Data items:
######
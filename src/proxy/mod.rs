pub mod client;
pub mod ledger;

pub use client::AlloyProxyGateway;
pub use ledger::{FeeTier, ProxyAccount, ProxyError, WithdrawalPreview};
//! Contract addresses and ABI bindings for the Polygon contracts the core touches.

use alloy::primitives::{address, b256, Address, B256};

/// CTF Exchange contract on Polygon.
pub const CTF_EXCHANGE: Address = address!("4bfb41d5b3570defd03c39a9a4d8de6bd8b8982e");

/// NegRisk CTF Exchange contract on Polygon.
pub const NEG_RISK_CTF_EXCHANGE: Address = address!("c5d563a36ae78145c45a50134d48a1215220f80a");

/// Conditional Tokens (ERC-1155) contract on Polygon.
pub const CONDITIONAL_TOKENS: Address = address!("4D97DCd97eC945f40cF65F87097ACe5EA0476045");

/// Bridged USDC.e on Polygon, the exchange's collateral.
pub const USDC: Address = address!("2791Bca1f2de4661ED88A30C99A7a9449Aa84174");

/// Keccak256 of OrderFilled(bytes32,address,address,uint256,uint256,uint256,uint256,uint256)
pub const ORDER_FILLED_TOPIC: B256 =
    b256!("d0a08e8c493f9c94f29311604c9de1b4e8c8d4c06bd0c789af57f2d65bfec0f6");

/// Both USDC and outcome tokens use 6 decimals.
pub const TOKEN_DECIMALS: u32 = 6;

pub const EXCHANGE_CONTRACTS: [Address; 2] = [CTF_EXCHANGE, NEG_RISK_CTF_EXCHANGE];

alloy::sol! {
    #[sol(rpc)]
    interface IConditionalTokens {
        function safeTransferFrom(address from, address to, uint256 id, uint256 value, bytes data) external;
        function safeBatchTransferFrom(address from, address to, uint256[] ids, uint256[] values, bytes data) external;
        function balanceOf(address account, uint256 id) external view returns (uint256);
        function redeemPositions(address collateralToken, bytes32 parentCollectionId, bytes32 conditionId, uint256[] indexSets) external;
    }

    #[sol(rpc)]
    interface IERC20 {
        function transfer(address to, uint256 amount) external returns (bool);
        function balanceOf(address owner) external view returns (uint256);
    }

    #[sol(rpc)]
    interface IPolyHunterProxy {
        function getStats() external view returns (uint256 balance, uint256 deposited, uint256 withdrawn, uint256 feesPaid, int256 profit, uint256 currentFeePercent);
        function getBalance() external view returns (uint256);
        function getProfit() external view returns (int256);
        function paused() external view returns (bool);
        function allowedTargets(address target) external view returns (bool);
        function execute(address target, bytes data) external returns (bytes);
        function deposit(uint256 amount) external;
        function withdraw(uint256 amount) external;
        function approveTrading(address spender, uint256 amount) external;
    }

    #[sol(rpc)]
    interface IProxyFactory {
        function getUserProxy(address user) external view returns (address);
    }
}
######
● **Task item**
The entries above hold a line with "function safeBatchTransferFrom(address from, address" and a later line with "function transfer(address to, uint256". Write out exactly those lines and all lines between, nothing more.

● **Output of the exercise**
        function safeBatchTransferFrom(address from, address to, uint256[] ids, uint256[] values, bytes data) external;
        function balanceOf(address account, uint256 id) external view returns (uint256);
        function redeemPositions(address collateralToken, bytes32 parentCollectionId, bytes32 conditionId, uint256[] indexSets) external;
    }

    #[sol(rpc)]
    interface IERC20 {
        function transfer(address to, uint256 amount) external returns (bool);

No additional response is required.